(What to work on): Scan the entries below for the word "crates" and copy every line where it turns up.

----

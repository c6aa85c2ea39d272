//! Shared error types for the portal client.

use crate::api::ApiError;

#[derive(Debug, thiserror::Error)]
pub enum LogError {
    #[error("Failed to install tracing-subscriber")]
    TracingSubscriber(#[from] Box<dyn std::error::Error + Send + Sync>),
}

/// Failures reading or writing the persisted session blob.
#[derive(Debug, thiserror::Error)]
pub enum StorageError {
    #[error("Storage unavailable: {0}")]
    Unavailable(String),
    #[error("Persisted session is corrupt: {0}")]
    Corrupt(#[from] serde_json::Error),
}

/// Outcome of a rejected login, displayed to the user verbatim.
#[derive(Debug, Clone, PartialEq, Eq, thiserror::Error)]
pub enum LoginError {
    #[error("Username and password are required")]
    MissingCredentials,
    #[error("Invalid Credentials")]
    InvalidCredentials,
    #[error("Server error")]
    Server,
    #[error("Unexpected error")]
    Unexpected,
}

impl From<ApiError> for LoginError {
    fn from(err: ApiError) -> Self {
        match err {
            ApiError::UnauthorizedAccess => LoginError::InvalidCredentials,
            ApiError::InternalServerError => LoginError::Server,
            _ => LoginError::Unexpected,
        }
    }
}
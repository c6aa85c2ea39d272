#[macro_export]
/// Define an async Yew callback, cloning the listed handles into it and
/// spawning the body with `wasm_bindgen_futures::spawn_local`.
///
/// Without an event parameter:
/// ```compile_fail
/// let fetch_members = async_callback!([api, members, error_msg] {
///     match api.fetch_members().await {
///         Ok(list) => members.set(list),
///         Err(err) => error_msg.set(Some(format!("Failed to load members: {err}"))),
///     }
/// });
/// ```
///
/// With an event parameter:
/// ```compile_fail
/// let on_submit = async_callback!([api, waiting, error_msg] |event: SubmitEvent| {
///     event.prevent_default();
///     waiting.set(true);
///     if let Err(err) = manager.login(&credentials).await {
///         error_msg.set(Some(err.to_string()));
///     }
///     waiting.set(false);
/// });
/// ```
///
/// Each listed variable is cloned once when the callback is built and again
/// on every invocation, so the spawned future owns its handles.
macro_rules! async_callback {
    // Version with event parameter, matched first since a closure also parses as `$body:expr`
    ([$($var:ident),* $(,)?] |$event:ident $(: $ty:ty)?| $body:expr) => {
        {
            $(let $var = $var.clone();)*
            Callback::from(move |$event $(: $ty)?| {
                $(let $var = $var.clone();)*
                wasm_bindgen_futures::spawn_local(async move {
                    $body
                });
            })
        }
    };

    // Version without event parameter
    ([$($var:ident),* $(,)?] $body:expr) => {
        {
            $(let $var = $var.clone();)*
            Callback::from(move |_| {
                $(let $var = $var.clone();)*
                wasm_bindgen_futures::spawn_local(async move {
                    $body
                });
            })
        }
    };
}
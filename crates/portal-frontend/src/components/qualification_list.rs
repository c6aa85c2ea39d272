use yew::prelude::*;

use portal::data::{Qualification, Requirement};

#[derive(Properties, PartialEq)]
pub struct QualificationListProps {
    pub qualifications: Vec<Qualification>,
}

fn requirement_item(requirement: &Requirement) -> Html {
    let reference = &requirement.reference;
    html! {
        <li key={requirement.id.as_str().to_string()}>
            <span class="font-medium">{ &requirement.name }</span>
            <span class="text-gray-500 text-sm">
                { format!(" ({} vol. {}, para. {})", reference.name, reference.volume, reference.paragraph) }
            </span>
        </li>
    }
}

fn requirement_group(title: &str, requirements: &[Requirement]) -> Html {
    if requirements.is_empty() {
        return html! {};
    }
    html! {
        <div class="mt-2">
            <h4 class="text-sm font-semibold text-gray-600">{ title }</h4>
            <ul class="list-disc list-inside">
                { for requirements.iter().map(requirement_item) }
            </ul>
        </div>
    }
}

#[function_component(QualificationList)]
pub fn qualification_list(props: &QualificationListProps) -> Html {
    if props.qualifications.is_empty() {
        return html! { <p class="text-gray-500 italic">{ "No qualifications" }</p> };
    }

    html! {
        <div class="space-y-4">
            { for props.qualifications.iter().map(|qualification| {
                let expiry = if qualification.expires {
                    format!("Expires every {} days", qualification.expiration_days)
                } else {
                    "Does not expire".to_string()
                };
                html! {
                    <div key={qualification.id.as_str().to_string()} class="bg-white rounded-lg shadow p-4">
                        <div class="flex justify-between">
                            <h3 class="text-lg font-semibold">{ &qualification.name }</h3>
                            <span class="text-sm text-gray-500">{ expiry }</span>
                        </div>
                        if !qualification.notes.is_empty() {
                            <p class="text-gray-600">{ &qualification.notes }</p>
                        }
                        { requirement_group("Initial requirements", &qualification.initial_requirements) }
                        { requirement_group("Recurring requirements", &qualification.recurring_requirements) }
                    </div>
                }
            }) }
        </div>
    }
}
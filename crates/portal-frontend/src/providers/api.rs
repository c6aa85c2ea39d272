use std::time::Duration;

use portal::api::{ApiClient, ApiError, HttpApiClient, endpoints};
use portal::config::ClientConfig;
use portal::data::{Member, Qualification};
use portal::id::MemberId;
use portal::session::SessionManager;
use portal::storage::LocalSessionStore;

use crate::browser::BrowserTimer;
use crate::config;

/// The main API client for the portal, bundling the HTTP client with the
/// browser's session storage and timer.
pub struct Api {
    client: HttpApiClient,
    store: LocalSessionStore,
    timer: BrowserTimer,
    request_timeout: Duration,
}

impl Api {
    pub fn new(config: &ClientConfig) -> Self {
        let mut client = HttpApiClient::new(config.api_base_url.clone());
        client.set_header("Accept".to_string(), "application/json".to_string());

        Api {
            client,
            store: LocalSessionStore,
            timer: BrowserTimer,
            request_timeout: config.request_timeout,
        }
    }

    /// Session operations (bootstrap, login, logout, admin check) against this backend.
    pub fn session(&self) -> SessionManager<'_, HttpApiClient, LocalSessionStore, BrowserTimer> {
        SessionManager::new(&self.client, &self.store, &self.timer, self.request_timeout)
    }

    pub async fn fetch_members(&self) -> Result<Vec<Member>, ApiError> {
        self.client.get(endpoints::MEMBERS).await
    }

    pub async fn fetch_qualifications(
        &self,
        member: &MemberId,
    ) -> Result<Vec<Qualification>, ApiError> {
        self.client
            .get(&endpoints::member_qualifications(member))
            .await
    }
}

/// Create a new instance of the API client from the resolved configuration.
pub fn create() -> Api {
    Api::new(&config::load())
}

----

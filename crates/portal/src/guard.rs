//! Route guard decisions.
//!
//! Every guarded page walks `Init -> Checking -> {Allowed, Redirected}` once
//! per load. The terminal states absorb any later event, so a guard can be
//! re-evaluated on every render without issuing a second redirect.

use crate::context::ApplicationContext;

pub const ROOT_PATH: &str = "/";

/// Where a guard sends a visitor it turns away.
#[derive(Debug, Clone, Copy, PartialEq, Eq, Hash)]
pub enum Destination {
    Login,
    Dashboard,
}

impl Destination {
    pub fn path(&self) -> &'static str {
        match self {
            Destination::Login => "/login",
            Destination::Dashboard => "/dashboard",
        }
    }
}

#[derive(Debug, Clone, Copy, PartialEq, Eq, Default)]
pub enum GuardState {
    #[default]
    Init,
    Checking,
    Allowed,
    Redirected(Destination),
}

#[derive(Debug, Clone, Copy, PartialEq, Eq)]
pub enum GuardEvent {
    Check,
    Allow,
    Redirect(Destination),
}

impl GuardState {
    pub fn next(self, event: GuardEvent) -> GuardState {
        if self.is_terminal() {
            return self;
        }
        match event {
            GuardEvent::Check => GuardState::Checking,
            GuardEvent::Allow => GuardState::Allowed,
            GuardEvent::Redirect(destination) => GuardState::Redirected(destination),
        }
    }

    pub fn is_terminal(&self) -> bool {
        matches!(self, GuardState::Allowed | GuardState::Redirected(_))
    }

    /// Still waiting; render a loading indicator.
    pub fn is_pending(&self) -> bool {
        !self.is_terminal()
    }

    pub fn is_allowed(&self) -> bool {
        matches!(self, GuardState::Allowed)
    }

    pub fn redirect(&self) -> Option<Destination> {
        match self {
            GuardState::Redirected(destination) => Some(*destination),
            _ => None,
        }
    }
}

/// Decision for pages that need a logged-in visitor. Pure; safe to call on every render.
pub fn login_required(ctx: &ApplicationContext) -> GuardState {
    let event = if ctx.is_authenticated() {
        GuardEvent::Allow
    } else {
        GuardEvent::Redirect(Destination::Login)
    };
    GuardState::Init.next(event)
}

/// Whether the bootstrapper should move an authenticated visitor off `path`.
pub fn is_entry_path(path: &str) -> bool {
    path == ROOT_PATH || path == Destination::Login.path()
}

----

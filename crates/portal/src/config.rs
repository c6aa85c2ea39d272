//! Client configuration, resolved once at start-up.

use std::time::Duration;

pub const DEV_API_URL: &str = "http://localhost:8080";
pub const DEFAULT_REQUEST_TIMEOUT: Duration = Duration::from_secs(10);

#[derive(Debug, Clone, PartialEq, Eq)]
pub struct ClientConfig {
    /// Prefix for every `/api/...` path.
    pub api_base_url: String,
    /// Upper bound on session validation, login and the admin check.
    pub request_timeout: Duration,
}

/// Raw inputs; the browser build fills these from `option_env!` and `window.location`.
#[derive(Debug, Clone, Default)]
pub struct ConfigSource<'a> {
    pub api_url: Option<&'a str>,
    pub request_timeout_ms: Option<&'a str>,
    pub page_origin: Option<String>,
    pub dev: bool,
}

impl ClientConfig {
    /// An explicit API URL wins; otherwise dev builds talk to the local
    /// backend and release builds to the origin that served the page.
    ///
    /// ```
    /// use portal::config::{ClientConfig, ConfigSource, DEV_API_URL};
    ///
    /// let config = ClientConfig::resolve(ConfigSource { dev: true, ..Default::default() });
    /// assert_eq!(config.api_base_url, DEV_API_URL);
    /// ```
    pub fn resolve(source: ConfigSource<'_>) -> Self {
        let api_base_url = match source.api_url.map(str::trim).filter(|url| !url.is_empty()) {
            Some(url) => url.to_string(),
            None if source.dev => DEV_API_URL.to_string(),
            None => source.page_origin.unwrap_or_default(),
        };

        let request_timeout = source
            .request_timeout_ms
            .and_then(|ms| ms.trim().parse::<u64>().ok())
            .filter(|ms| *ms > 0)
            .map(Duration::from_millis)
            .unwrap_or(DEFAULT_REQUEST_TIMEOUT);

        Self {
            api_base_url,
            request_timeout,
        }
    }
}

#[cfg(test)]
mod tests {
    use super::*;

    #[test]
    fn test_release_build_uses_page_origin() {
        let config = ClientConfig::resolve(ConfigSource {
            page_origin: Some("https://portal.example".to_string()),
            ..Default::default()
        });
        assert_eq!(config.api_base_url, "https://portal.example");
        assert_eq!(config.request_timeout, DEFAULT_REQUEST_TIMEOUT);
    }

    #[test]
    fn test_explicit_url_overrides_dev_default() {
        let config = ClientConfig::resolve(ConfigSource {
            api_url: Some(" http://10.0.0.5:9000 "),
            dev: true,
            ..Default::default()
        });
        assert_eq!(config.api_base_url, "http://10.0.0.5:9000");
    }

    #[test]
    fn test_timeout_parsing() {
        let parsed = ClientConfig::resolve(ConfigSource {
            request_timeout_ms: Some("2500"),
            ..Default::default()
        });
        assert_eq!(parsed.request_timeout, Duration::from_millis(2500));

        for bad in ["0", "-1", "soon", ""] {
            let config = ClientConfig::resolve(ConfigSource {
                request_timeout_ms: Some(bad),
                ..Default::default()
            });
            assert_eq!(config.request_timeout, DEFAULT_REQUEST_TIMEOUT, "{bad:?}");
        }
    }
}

----

(Result for this task):
filename crates/portal-frontend/src/components/qualification_list.rs
filename crates/portal-frontend/src/providers/api.rs
filename crates/portal/src/guard.rs
filename crates/portal/src/config.rs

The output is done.